Ich bin nicht mehr ganz neu hier, aber habe mir mal gedacht schreibst doch mal was.
Ich finde die Site echt super, und klasse dass so eine rege Beteiligung hier herrscht. Zum Teil werden echt super Bilder und Raritäten gepostet.
Wenn ich dann endlich mal rausgefunden habe, wie man hier postet, werde ich sicher auch was aus meinem Fundus posten
Liebe Grüsse


----------



## Tokko (20 Juni 2008)

Herzlich Willkommen Wings34.

Freut mich das es dir bei uns gefällt.

Wen du ein bisschen aktiver werden und posten willst empfehle ich dir diesen Link:

Wie poste ich Bilder

Solltest du noch irgendwelche Fragen haben schreib einfach einen Beitrag in den Support Bereich oder direkt an einen Mod/Admin.


Lieben Gruß.
Tokko


----------



## mjw (20 Juni 2008)

Auch von mir Herzlich Willkommen!
Da Tokko dir schon fast alles übermittelt hat bleibt mir nur noch dir die Test Area zu empfehlen: http://www.celebboard.net/forumdisplay.php?f=52, hier kannst du das mit dem "hochladen" in aller Ruhe ausprobieren.

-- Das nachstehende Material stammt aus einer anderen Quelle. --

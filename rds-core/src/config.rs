//! Capture configuration

use crate::board::{Stimulus, StreamBoardConfig};
use crate::calibration::{CalibrationMode, SearchParams};
use crate::crypto::{parse_block, Block};
use crate::decoder::SampleStride;
use crate::protocol::FrameLayout;
use crate::retry::RetryPolicy;
use crate::session::{KeyMode, PlaintextMode, SessionConfig};
use crate::sim::SimConfig;
use crate::sinks::{SinkOptions, TraceFormat};
use crate::thermometer::{CalibrationLayout, DelayTap};
use crate::{Error, Result};
use serde::{Deserialize, Serialize};
use std::path::{Path, PathBuf};
use std::time::Duration;

/// Name of the calibration file written next to the dumps
pub const CALIBRATION_FILE: &str = "idc_idf.bin";

/// How the board is reached
#[derive(Debug, Clone, Copy, Deserialize, Serialize, PartialEq, Eq, Default)]
#[serde(rename_all = "lowercase")]
pub enum Transport {
    /// Serial device node speaking the byte-stream protocol
    #[default]
    Uart,
    /// In-process simulated board
    Sim,
}

#[derive(Debug, Clone, Copy, Deserialize, Serialize, PartialEq, Eq, Default)]
#[serde(rename_all = "lowercase")]
pub enum KeyPolicy {
    #[default]
    Constant,
    Random,
}

#[derive(Debug, Clone, Copy, Deserialize, Serialize, PartialEq, Eq, Default)]
#[serde(rename_all = "lowercase")]
pub enum PlaintextPolicy {
    Constant,
    #[default]
    Chained,
    Ttest,
}

#[derive(Debug, Clone, Copy, Deserialize, Serialize, PartialEq, Eq, Default)]
#[serde(rename_all = "snake_case")]
pub enum CalibrationKind {
    Skip,
    Manual,
    FromFile,
    #[default]
    Coarse,
    CoarseFine,
}

/// Capture configuration
#[derive(Debug, Clone, Deserialize, Serialize)]
pub struct CaptureConfig {
    #[serde(default)]
    pub transport: Transport,

    /// Serial device node (uart transport)
    #[serde(default = "default_device_path")]
    pub device_path: PathBuf,

    /// Traces to record
    #[serde(default = "default_num_traces")]
    pub num_traces: u64,

    #[serde(default)]
    pub key_mode: KeyPolicy,

    /// AES key (hex), used with the constant key mode and for calibration
    #[serde(default = "default_key")]
    pub key: String,

    #[serde(default)]
    pub plaintext_mode: PlaintextPolicy,

    /// First plaintext (hex)
    #[serde(default = "default_plaintext")]
    pub plaintext: String,

    /// Fixed plaintext of the t-test mode (hex)
    #[serde(default = "default_fixed_plaintext")]
    pub fixed_plaintext: String,

    /// Random masks loaded before each encryption
    #[serde(default)]
    pub mask_count: usize,

    /// Clock selection sent at connect time
    #[serde(default)]
    pub frequency_mode: Option<u8>,

    #[serde(default = "default_sensors")]
    pub sensors: usize,

    #[serde(default = "default_samples_per_trace")]
    pub samples_per_trace: usize,

    /// Sensor bytes per sample
    #[serde(default = "default_sample_bytes")]
    pub sample_bytes: usize,

    /// Sensor bits per sample
    #[serde(default = "default_sensor_width")]
    pub sensor_width: u32,

    #[serde(default = "default_idc_bits")]
    pub idc_bits: u32,

    #[serde(default = "default_idf_bits")]
    pub idf_bits: u32,

    #[serde(default)]
    pub calibration_mode: CalibrationKind,

    #[serde(default)]
    pub manual_idc: u32,

    #[serde(default)]
    pub manual_idf: u32,

    /// Calibration words to replay (from_file mode)
    #[serde(default)]
    pub calibration_file: Option<PathBuf>,

    /// Captures per tap during a search
    #[serde(default = "default_calibration_repeats")]
    pub calibration_repeats: u32,

    #[serde(default = "default_weight_floor")]
    pub weight_floor: u32,

    #[serde(default = "default_fine_margin")]
    pub fine_margin: u32,

    /// Scan sample weights with overlapping windows
    #[serde(default)]
    pub legacy_sample_stride: bool,

    #[serde(default = "default_max_retries_per_trace")]
    pub max_retries_per_trace: u32,

    /// Reopen attempts per recovery
    #[serde(default = "default_reconnect_attempts")]
    pub reconnect_attempts: u32,

    /// Initial wait between reopen attempts in milliseconds
    #[serde(default = "default_reconnect_backoff_ms")]
    pub reconnect_backoff_ms: u64,

    /// Directory receiving the dump files
    #[serde(default = "default_dump_path")]
    pub dump_path: PathBuf,

    #[serde(default)]
    pub trace_format: TraceFormat,

    /// Also dump the auxiliary signal as temperatures
    #[serde(default)]
    pub dump_signal: bool,

    #[serde(default = "default_progress_every")]
    pub progress_every: u64,
}

impl Default for CaptureConfig {
    fn default() -> Self {
        Self {
            transport: Transport::default(),
            device_path: default_device_path(),
            num_traces: default_num_traces(),
            key_mode: KeyPolicy::default(),
            key: default_key(),
            plaintext_mode: PlaintextPolicy::default(),
            plaintext: default_plaintext(),
            fixed_plaintext: default_fixed_plaintext(),
            mask_count: 0,
            frequency_mode: None,
            sensors: default_sensors(),
            samples_per_trace: default_samples_per_trace(),
            sample_bytes: default_sample_bytes(),
            sensor_width: default_sensor_width(),
            idc_bits: default_idc_bits(),
            idf_bits: default_idf_bits(),
            calibration_mode: CalibrationKind::default(),
            manual_idc: 0,
            manual_idf: 0,
            calibration_file: None,
            calibration_repeats: default_calibration_repeats(),
            weight_floor: default_weight_floor(),
            fine_margin: default_fine_margin(),
            legacy_sample_stride: false,
            max_retries_per_trace: default_max_retries_per_trace(),
            reconnect_attempts: default_reconnect_attempts(),
            reconnect_backoff_ms: default_reconnect_backoff_ms(),
            dump_path: default_dump_path(),
            trace_format: TraceFormat::default(),
            dump_signal: false,
            progress_every: default_progress_every(),
        }
    }
}

impl CaptureConfig {
    /// Load from an optional YAML file, then apply `RDS_*` environment overrides
    pub fn load(path: Option<&Path>) -> Result<Self> {
        let mut builder = config::Config::builder();
        if let Some(path) = path {
            builder = builder.add_source(config::File::from(path));
        }
        let settings = builder
            .add_source(config::Environment::with_prefix("RDS"))
            .build()?;

        let config: Self = settings.try_deserialize()?;
        config.validate()?;
        Ok(config)
    }

    /// Load configuration from environment variables
    pub fn from_env() -> Result<Self> {
        let config: Self = envy::prefixed("RDS_")
            .from_env()
            .map_err(|e| Error::Config(format!("Failed to parse environment variables: {}", e)))?;
        config.validate()?;
        Ok(config)
    }

    /// Validate configuration
    pub fn validate(&self) -> Result<()> {
        if self.num_traces == 0 {
            return Err(Error::Config("num_traces must be > 0".to_string()));
        }

        let frame = FrameLayout::default();
        if self.sample_bytes == 0 || self.sample_bytes > frame.sensor_bytes {
            return Err(Error::Config(format!(
                "sample_bytes must be between 1 and {}",
                frame.sensor_bytes
            )));
        }
        if self.sensor_width == 0 || self.sensor_width as usize > self.sample_bytes * 8 {
            return Err(Error::Config(format!(
                "sensor_width must be between 1 and {} for {} sample bytes",
                self.sample_bytes * 8,
                self.sample_bytes
            )));
        }
        if self.samples_per_trace == 0 {
            return Err(Error::Config("samples_per_trace must be > 0".to_string()));
        }
        // byte-stream boards carry a single sensor
        if self.sensors != 1 {
            return Err(Error::Config(format!(
                "{:?} transport drives exactly one sensor, got {}",
                self.transport, self.sensors
            )));
        }

        self.calibration_layout().validate()?;
        self.key_block()?;
        self.plaintext_block()?;
        self.fixed_plaintext_block()?;

        if self.max_retries_per_trace == 0 {
            return Err(Error::Config("max_retries_per_trace must be >= 1".to_string()));
        }
        if self.reconnect_attempts == 0 {
            return Err(Error::Config("reconnect_attempts must be >= 1".to_string()));
        }

        match self.calibration_mode {
            CalibrationKind::Manual => {
                if self.manual_idc > self.idc_bits || self.manual_idf > self.idf_bits {
                    return Err(Error::Config(format!(
                        "manual tap idc={} idf={} exceeds the {}+{} bit fields",
                        self.manual_idc, self.manual_idf, self.idc_bits, self.idf_bits
                    )));
                }
            }
            CalibrationKind::FromFile => match &self.calibration_file {
                Some(path) if path.is_file() => {}
                Some(path) => {
                    return Err(Error::Config(format!(
                        "calibration_file {} does not exist",
                        path.display()
                    )))
                }
                None => {
                    return Err(Error::Config(
                        "calibration_mode from_file requires calibration_file".to_string(),
                    ))
                }
            },
            _ => {}
        }

        Ok(())
    }

    pub fn key_block(&self) -> Result<Block> {
        parse_block(&self.key).map_err(|e| Error::Config(format!("key: {}", e)))
    }

    pub fn plaintext_block(&self) -> Result<Block> {
        parse_block(&self.plaintext).map_err(|e| Error::Config(format!("plaintext: {}", e)))
    }

    pub fn fixed_plaintext_block(&self) -> Result<Block> {
        parse_block(&self.fixed_plaintext).map_err(|e| Error::Config(format!("fixed_plaintext: {}", e)))
    }

    pub fn calibration_layout(&self) -> CalibrationLayout {
        CalibrationLayout {
            idc_bits: self.idc_bits,
            idf_bits: self.idf_bits,
        }
    }

    pub fn calibration_mode(&self) -> Result<CalibrationMode> {
        Ok(match self.calibration_mode {
            CalibrationKind::Skip => CalibrationMode::Skip,
            CalibrationKind::Manual => CalibrationMode::Manual(DelayTap::new(self.manual_idc, self.manual_idf)),
            CalibrationKind::FromFile => match &self.calibration_file {
                Some(path) => CalibrationMode::FromFile(path.clone()),
                None => {
                    return Err(Error::Config(
                        "calibration_mode from_file requires calibration_file".to_string(),
                    ))
                }
            },
            CalibrationKind::Coarse => CalibrationMode::Coarse,
            CalibrationKind::CoarseFine => CalibrationMode::CoarseFine,
        })
    }

    /// Where search results are persisted
    pub fn calibration_output(&self) -> PathBuf {
        self.dump_path.join(CALIBRATION_FILE)
    }

    pub fn search_params(&self) -> Result<SearchParams> {
        Ok(SearchParams {
            layout: self.calibration_layout(),
            sensor_width: self.sensor_width,
            repeats: self.calibration_repeats,
            weight_floor: self.weight_floor,
            fine_margin: self.fine_margin,
            stride: if self.legacy_sample_stride {
                SampleStride::Overlapping
            } else {
                SampleStride::Exact
            },
            stimulus: Stimulus {
                key: self.key_block()?,
                plaintext: self.plaintext_block()?,
            },
            max_failures: self.reconnect_attempts.saturating_mul(self.max_retries_per_trace),
        })
    }

    pub fn session_config(&self) -> Result<SessionConfig> {
        let key_mode = match self.key_mode {
            KeyPolicy::Constant => KeyMode::Constant(self.key_block()?),
            KeyPolicy::Random => KeyMode::Random,
        };
        let plaintext_mode = match self.plaintext_mode {
            PlaintextPolicy::Constant => PlaintextMode::Constant,
            PlaintextPolicy::Chained => PlaintextMode::Chained,
            PlaintextPolicy::Ttest => PlaintextMode::TTest {
                fixed: self.fixed_plaintext_block()?,
            },
        };
        Ok(SessionConfig {
            num_traces: self.num_traces,
            key_mode,
            plaintext_mode,
            initial_plaintext: self.plaintext_block()?,
            mask_count: self.mask_count,
            max_retries_per_trace: self.max_retries_per_trace,
            progress_every: self.progress_every,
        })
    }

    pub fn sink_options(&self) -> SinkOptions {
        SinkOptions {
            dir: self.dump_path.clone(),
            num_traces: self.num_traces,
            mask_count: self.mask_count,
            format: self.trace_format,
            dump_signal: self.dump_signal,
            sensor_width: self.sensor_width,
        }
    }

    pub fn retry_policy(&self) -> RetryPolicy {
        RetryPolicy {
            max_attempts: self.reconnect_attempts,
            initial_backoff: self.reconnect_backoff(),
            ..RetryPolicy::default()
        }
    }

    pub fn reconnect_backoff(&self) -> Duration {
        Duration::from_millis(self.reconnect_backoff_ms)
    }

    pub fn stream_board_config(&self) -> StreamBoardConfig {
        StreamBoardConfig {
            samples: self.samples_per_trace,
            sample_bytes: self.sample_bytes,
            frequency_mode: self.frequency_mode,
            ..StreamBoardConfig::default()
        }
    }

    pub fn sim_config(&self) -> SimConfig {
        SimConfig {
            layout: self.calibration_layout(),
            samples: self.samples_per_trace,
            sample_bytes: self.sample_bytes,
            ..SimConfig::default()
        }
    }
}

// Default value functions
fn default_device_path() -> PathBuf {
    PathBuf::from("/dev/ttyUSB0")
}

fn default_num_traces() -> u64 {
    1000
}

fn default_key() -> String {
    "7d266aecb153b4d5d6b171a58136605b".to_string()
}

fn default_plaintext() -> String {
    "00000000000000000000000000000000".to_string()
}

fn default_fixed_plaintext() -> String {
    "da39a3ee5e6b4b0d3255bfef95601890".to_string()
}

fn default_sensors() -> usize {
    1
}

fn default_samples_per_trace() -> usize {
    256
}

fn default_sample_bytes() -> usize {
    16
}

fn default_sensor_width() -> u32 {
    128
}

fn default_idc_bits() -> u32 {
    32
}

fn default_idf_bits() -> u32 {
    96
}

fn default_calibration_repeats() -> u32 {
    10
}

fn default_weight_floor() -> u32 {
    32
}

fn default_fine_margin() -> u32 {
    20
}

fn default_max_retries_per_trace() -> u32 {
    10
}

fn default_reconnect_attempts() -> u32 {
    5
}

fn default_reconnect_backoff_ms() -> u64 {
    100
}

fn default_dump_path() -> PathBuf {
    PathBuf::from("traces")
}

fn default_progress_every() -> u64 {
    1000
}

Viel Spaß bei "uns" und bei Fragen .....
..... einfach melden.


----------



## mark lutz (21 Juni 2008)

herzlich willkommen und viel spass hier bin schon gespannt auf deine bilder


----------



## maierchen (21 Juni 2008)

Super Party wieder einer mehr der aktiv wird!
Glückwunsch zu dieser entscheidung und noch viel spaß hier!


----------



## Katzun (21 Juni 2008)

herzlich willkommen wings


----------



## Muli (25 Juni 2008)

Lieber zu spät als nie sagt der Volksmund 

Also auch von mir noch einmal ein herzliches Willkommen und ich erwarte in Kürze deine weiteren Beiträge 

Lieben Gruß und danke nochmal für das Lob,


Muli


----------